* [To do]
Here are some entries; quote each one exactly.

[Collection entries]
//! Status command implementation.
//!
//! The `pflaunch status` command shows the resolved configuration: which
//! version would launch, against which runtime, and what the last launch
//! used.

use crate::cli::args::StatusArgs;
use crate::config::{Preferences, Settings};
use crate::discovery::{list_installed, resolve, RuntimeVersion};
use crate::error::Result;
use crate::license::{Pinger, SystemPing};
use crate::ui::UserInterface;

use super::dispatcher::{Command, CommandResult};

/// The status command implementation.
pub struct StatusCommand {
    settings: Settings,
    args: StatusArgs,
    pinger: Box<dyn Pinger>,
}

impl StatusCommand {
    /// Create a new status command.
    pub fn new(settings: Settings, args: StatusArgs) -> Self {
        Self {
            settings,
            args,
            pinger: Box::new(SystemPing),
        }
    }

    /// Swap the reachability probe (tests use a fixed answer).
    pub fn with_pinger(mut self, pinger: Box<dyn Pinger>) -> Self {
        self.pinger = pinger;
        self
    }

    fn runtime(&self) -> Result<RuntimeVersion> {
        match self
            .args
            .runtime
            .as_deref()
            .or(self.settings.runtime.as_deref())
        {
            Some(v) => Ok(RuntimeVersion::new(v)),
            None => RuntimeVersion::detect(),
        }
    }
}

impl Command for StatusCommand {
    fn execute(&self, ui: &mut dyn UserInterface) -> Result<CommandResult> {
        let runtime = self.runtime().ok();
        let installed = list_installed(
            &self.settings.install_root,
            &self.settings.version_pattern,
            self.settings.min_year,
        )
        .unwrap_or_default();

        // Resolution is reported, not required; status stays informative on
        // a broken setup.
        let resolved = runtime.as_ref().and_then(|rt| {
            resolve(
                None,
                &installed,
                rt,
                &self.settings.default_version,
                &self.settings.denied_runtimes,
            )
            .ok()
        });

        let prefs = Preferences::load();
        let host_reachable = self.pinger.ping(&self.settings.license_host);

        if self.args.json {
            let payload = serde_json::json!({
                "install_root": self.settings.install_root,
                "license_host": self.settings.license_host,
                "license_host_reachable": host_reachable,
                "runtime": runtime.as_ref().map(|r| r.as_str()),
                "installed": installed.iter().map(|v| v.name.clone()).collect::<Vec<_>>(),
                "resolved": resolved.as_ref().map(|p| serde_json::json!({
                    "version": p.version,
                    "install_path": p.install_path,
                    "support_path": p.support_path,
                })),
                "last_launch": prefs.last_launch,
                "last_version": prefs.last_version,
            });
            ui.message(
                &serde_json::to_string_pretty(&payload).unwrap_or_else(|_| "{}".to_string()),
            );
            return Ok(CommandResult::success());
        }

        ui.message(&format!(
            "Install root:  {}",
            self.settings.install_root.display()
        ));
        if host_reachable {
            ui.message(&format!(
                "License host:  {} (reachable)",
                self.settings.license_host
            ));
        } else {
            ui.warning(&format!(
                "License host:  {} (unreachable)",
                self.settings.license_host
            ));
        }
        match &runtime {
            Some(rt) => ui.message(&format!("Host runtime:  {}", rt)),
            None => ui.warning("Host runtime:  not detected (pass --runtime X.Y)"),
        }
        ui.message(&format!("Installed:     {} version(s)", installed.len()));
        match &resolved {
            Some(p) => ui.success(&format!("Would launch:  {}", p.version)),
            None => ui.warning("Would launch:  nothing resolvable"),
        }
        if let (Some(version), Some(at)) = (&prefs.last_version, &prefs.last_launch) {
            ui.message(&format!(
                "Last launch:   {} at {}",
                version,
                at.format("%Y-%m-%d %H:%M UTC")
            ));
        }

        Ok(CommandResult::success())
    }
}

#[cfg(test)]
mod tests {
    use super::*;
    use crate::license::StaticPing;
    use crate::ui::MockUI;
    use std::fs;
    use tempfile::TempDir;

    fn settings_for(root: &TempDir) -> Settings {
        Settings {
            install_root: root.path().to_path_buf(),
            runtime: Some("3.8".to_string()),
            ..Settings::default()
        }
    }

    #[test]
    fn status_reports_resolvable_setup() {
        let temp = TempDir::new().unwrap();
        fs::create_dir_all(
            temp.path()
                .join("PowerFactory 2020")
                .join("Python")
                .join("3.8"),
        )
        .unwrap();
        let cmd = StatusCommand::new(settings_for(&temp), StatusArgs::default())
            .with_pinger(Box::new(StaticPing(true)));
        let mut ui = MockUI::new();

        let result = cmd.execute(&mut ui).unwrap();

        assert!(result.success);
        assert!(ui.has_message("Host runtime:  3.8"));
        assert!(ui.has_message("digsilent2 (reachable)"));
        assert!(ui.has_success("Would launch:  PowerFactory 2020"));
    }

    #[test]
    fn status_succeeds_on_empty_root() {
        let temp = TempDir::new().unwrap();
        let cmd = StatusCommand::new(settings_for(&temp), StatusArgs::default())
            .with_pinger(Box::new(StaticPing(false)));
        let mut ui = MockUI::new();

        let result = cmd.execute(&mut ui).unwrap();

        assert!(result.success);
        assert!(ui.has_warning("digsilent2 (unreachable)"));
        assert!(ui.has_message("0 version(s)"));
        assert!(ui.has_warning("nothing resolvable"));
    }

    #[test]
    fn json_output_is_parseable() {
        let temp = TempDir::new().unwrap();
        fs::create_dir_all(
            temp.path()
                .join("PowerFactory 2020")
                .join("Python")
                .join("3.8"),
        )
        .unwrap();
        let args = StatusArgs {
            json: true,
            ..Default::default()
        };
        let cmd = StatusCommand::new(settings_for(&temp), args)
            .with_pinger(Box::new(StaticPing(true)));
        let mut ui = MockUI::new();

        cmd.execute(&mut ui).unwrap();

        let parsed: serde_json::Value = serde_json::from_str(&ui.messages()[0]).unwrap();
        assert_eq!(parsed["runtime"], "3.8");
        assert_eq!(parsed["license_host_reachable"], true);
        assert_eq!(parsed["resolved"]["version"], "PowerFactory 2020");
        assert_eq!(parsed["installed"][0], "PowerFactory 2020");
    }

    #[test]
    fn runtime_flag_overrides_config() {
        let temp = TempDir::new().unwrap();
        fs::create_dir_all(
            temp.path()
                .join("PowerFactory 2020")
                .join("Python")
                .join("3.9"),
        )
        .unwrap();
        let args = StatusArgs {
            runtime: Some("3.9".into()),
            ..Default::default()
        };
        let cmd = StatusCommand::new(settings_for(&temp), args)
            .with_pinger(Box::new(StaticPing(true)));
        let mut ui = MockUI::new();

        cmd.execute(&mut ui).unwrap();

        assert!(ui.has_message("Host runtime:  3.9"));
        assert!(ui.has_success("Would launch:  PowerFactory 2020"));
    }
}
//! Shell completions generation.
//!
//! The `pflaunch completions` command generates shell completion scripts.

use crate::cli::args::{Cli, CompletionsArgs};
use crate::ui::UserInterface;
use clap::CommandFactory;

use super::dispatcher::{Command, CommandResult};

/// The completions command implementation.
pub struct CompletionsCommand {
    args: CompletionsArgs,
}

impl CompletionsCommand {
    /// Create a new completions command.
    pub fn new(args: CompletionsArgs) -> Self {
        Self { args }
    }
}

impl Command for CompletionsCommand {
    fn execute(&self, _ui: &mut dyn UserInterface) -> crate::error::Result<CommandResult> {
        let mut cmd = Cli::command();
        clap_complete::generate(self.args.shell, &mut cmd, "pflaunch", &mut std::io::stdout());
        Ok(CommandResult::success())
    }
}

* [Solution for this task]
//! Status command implementation.
//!
//! The `pflaunch status` command shows the resolved configuration: which
//! version would launch, against which runtime, and what the last launch
//! used.

use crate::cli::args::StatusArgs;
use crate::config::{Preferences, Settings};
use crate::discovery::{list_installed, resolve, RuntimeVersion};
use crate::error::Result;
use crate::license::{Pinger, SystemPing};
use crate::ui::UserInterface;

use super::dispatcher::{Command, CommandResult};

/// The status command implementation.
pub struct StatusCommand {
    settings: Settings,
    args: StatusArgs,
    pinger: Box<dyn Pinger>,
}

impl StatusCommand {
    /// Create a new status command.
    pub fn new(settings: Settings, args: StatusArgs) -> Self {
        Self {
            settings,
            args,
            pinger: Box::new(SystemPing),
        }
    }

    /// Swap the reachability probe (tests use a fixed answer).
    pub fn with_pinger(mut self, pinger: Box<dyn Pinger>) -> Self {
        self.pinger = pinger;
        self
    }

    fn runtime(&self) -> Result<RuntimeVersion> {
        match self
            .args
            .runtime
            .as_deref()
            .or(self.settings.runtime.as_deref())
        {
            Some(v) => Ok(RuntimeVersion::new(v)),
            None => RuntimeVersion::detect(),
        }
    }
}

impl Command for StatusCommand {
    fn execute(&self, ui: &mut dyn UserInterface) -> Result<CommandResult> {
        let runtime = self.runtime().ok();
        let installed = list_installed(
            &self.settings.install_root,
            &self.settings.version_pattern,
            self.settings.min_year,
        )
        .unwrap_or_default();

        // Resolution is reported, not required; status stays informative on
        // a broken setup.
        let resolved = runtime.as_ref().and_then(|rt| {
            resolve(
                None,
                &installed,
                rt,
                &self.settings.default_version,
                &self.settings.denied_runtimes,
            )
            .ok()
        });

        let prefs = Preferences::load();
        let host_reachable = self.pinger.ping(&self.settings.license_host);

        if self.args.json {
            let payload = serde_json::json!({
                "install_root": self.settings.install_root,
                "license_host": self.settings.license_host,
                "license_host_reachable": host_reachable,
                "runtime": runtime.as_ref().map(|r| r.as_str()),
                "installed": installed.iter().map(|v| v.name.clone()).collect::<Vec<_>>(),
                "resolved": resolved.as_ref().map(|p| serde_json::json!({
                    "version": p.version,
                    "install_path": p.install_path,
                    "support_path": p.support_path,
                })),
                "last_launch": prefs.last_launch,
                "last_version": prefs.last_version,
            });
            ui.message(
                &serde_json::to_string_pretty(&payload).unwrap_or_else(|_| "{}".to_string()),
            );
            return Ok(CommandResult::success());
        }

        ui.message(&format!(
            "Install root:  {}",
            self.settings.install_root.display()
        ));
        if host_reachable {
            ui.message(&format!(
                "License host:  {} (reachable)",
                self.settings.license_host
            ));
        } else {
            ui.warning(&format!(
                "License host:  {} (unreachable)",
                self.settings.license_host
            ));
        }
        match &runtime {
            Some(rt) => ui.message(&format!("Host runtime:  {}", rt)),
            None => ui.warning("Host runtime:  not detected (pass --runtime X.Y)"),
        }
        ui.message(&format!("Installed:     {} version(s)", installed.len()));
        match &resolved {
            Some(p) => ui.success(&format!("Would launch:  {}", p.version)),
            None => ui.warning("Would launch:  nothing resolvable"),
        }
        if let (Some(version), Some(at)) = (&prefs.last_version, &prefs.last_launch) {
            ui.message(&format!(
                "Last launch:   {} at {}",
                version,
                at.format("%Y-%m-%d %H:%M UTC")
            ));
        }

        Ok(CommandResult::success())
    }
}

#[cfg(test)]
mod tests {
    use super::*;
    use crate::license::StaticPing;
    use crate::ui::MockUI;
    use std::fs;
    use tempfile::TempDir;

    fn settings_for(root: &TempDir) -> Settings {
        Settings {
            install_root: root.path().to_path_buf(),
            runtime: Some("3.8".to_string()),
            ..Settings::default()
        }
    }

    #[test]
    fn status_reports_resolvable_setup() {
        let temp = TempDir::new().unwrap();
        fs::create_dir_all(
            temp.path()
                .join("PowerFactory 2020")
                .join("Python")
                .join("3.8"),
        )
        .unwrap();
        let cmd = StatusCommand::new(settings_for(&temp), StatusArgs::default())
            .with_pinger(Box::new(StaticPing(true)));
        let mut ui = MockUI::new();

        let result = cmd.execute(&mut ui).unwrap();

        assert!(result.success);
        assert!(ui.has_message("Host runtime:  3.8"));
        assert!(ui.has_message("digsilent2 (reachable)"));
        assert!(ui.has_success("Would launch:  PowerFactory 2020"));
    }

    #[test]
    fn status_succeeds_on_empty_root() {
        let temp = TempDir::new().unwrap();
        let cmd = StatusCommand::new(settings_for(&temp), StatusArgs::default())
            .with_pinger(Box::new(StaticPing(false)));
        let mut ui = MockUI::new();

        let result = cmd.execute(&mut ui).unwrap();

        assert!(result.success);
        assert!(ui.has_warning("digsilent2 (unreachable)"));
        assert!(ui.has_message("0 version(s)"));
        assert!(ui.has_warning("nothing resolvable"));
    }

    #[test]
    fn json_output_is_parseable() {
        let temp = TempDir::new().unwrap();
        fs::create_dir_all(
            temp.path()
                .join("PowerFactory 2020")
                .join("Python")
                .join("3.8"),
        )
        .unwrap();
        let args = StatusArgs {
            json: true,
            ..Default::default()
        };
        let cmd = StatusCommand::new(settings_for(&temp), args)
            .with_pinger(Box::new(StaticPing(true)));
        let mut ui = MockUI::new();

        cmd.execute(&mut ui).unwrap();

        let parsed: serde_json::Value = serde_json::from_str(&ui.messages()[0]).unwrap();
        assert_eq!(parsed["runtime"], "3.8");
        assert_eq!(parsed["license_host_reachable"], true);
        assert_eq!(parsed["resolved"]["version"], "PowerFactory 2020");
        assert_eq!(parsed["installed"][0], "PowerFactory 2020");
    }

    #[test]
    fn runtime_flag_overrides_config() {
        let temp = TempDir::new().unwrap();
        fs::create_dir_all(
            temp.path()
                .join("PowerFactory 2020")
                .join("Python")
                .join("3.9"),
        )
        .unwrap();
        let args = StatusArgs {
            runtime: Some("3.9".into()),
            ..Default::default()
        };
        let cmd = StatusCommand::new(settings_for(&temp), args)
            .with_pinger(Box::new(StaticPing(true)));
        let mut ui = MockUI::new();

        cmd.execute(&mut ui).unwrap();

        assert!(ui.has_message("Host runtime:  3.9"));
        assert!(ui.has_success("Would launch:  PowerFactory 2020"));
    }
}
//! Shell completions generation.
//!
//! The `pflaunch completions` command generates shell completion scripts.

use crate::cli::args::{Cli, CompletionsArgs};
use crate::ui::UserInterface;
use clap::CommandFactory;

use super::dispatcher::{Command, CommandResult};

/// The completions command implementation.
pub struct CompletionsCommand {
    args: CompletionsArgs,
}

impl CompletionsCommand {
    /// Create a new completions command.
    pub fn new(args: CompletionsArgs) -> Self {
        Self { args }
    }
}

impl Command for CompletionsCommand {
    fn execute(&self, _ui: &mut dyn UserInterface) -> crate::error::Result<CommandResult> {
        let mut cmd = Cli::command();
        clap_complete::generate(self.args.shell, &mut cmd, "pflaunch", &mut std::io::stdout());
        Ok(CommandResult::success())
    }
}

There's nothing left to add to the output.